I started with lots of ideas gleaned from fashion pages and special requests for my hat patterns featured in this edition of Wayfaring Yarns.  Needless to say, there were many more that did not make it here than did.  Below is one that I worked to the bitter end.

Rustic Fair Isle Hat - FROGGED
Rustic Fair Isle Hat – FROGGED

I’m not an artist and have no training in design, just a desire to create something beautiful, something that gives pleasure throughout the entire process of planning, working and gifting.  My Sweet Baby James, who is an artist and loves color, innovation and presentation tried to give me gentle hints when I asked his opinion:

Me: (halfway through) Don’t you love these colors?
James: hmmmmm
Me: (before edging was added) Try this on, baby, tell me what you think.
James: It looks like a helmet from The Holy Grail.
Me: (after adding edging) What do you you think now? Would you wear it?
James: Well, probably not. It does look better, though.

Hahaha!  Have I learned my lesson?
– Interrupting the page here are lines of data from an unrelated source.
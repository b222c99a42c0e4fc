//! The GitHub-styled page shell.
//!
//! Wraps a rendered markdown fragment in a complete HTML document: embedded
//! CSS, print rules, and a small floating action menu. Embed mode (used by
//! editor preview panes) drops the menu so only the document itself shows.

use crate::assets::GITHUB_CSS;

const ACTION_MENU_STYLES: &str = r#"
  .actions-flag {
    position: fixed;
    top: 16px;
    right: 16px;
    z-index: 100;
  }
  .flag-toggle {
    padding: 4px 12px;
    border-radius: 999px;
    border: 1px solid #d0d7de;
    background: #f6f8fa;
    font-size: 12px;
    color: #57606a;
    cursor: pointer;
    transition: all 0.2s;
  }
  .flag-toggle:hover {
    background: #eaeef2;
    border-color: #afb8c1;
  }
  .flag-menu {
    position: absolute;
    top: calc(100% + 8px);
    right: 0;
    background: #fff;
    border-radius: 8px;
    border: 1px solid #d0d7de;
    box-shadow: 0 8px 24px rgba(140,149,159,0.2);
    padding: 4px 0;
    min-width: 160px;
    opacity: 0;
    transform: translateY(-8px);
    pointer-events: none;
    transition: opacity 0.2s, transform 0.2s;
  }
  .flag-menu.open {
    opacity: 1;
    transform: translateY(0);
    pointer-events: auto;
  }
  .flag-menu button,
  .flag-menu a {
    display: block;
    width: 100%;
    padding: 8px 16px;
    border: none;
    background: none;
    text-align: left;
    font-size: 14px;
    color: #24292f;
    cursor: pointer;
    text-decoration: none;
    transition: background 0.1s;
  }
  .flag-menu button:hover,
  .flag-menu a:hover {
    background: #f6f8fa;
  }
"#;

const ACTION_MENU_HTML: &str = r#"
<div class="actions-flag no-print">
  <button class="flag-toggle" onclick="toggleMenu(event)">&#9881; Actions</button>
  <div class="flag-menu" id="flagMenu">
    <a href="/">New</a>
    <button onclick="window.print(); closeMenu()">Print / Save PDF</button>
  </div>
</div>
<script>
  function toggleMenu(e) {
    e.stopPropagation();
    document.getElementById('flagMenu').classList.toggle('open');
  }
  function closeMenu() {
    document.getElementById('flagMenu').classList.remove('open');
  }
  document.addEventListener('click', function(e) {
    if (!e.target.closest('.actions-flag')) {
      closeMenu();
    }
  });
</script>
"#;

/// A complete preview page ready to serialize to HTML.
#[derive(Debug, Clone)]
pub struct Page {
    title: String,
    body_html: String,
    embed: bool,
}

impl Page {
    /// Wraps an already rendered HTML fragment.
    pub fn new(title: impl Into<String>, body_html: impl Into<String>) -> Self {
        Self {
            title: title.into(),
            body_html: body_html.into(),
            embed: false,
        }
    }

    /// Embed mode strips the action-menu chrome, leaving only the document.
    pub fn embed(mut self, embed: bool) -> Self {
        self.embed = embed;
        self
    }

    /// Serializes the full HTML document.
    pub fn render(&self) -> String {
        let title = escape_html(&self.title);
        let chrome = if self.embed { "" } else { ACTION_MENU_HTML };
        let body_html = &self.body_html;
        format!(
            r#"<!DOCTYPE html>
<html>
<head>
<meta charset="utf-8">
<title>{title}</title>
<link rel="icon" type="image/svg+xml" href="/favicon.svg">
<style>
{GITHUB_CSS}
.markdown-body {{
  box-sizing: border-box;
  min-width: 200px;
  max-width: 980px;
  margin: 0 auto;
  padding: 45px;
}}
@media (max-width: 767px) {{
  .markdown-body {{
    padding: 15px;
  }}
}}
@media print {{
  .markdown-body {{
    padding: 0;
  }}
  .no-print {{
    display: none;
  }}
}}
{ACTION_MENU_STYLES}
</style>
</head>
<body class="markdown-body">
{chrome}
{body_html}
</body>
</html>
"#
        )
    }
}

fn escape_html(text: &str) -> String {
    let mut escaped = String::with_capacity(text.len());
    for c in text.chars() {
        match c {
            '&' => escaped.push_str("&amp;"),
            '<' => escaped.push_str("&lt;"),
            '>' => escaped.push_str("&gt;"),
            '"' => escaped.push_str("&quot;"),
            _ => escaped.push(c),
        }
    }
    escaped
}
Probably not.  But I will continue to solicit his sage advise.

The photo shoot location for the hats I didn’t frog was the Wilson Ranch, a Wyoming Centennial Farm and Ranch.  This honor is given to Wyoming farms and ranches which are owned and operated by the same families for 100 years or more.  Thanks to Meredith and Dana Wilson for their permission to use this lovely piece of Wyoming.

Thanks to all my beautiful models

From left to right, Haylee Lyman, Amelia Wilson and Olivia Wilson
From left to right, Haylee Lyman, Amelia Wilson and Olivia Wilson
Gus, a Belgium Draft horse, property of the Wilson Ranch
Gus, a Belgium Draft horse

and my Sweet Baby James.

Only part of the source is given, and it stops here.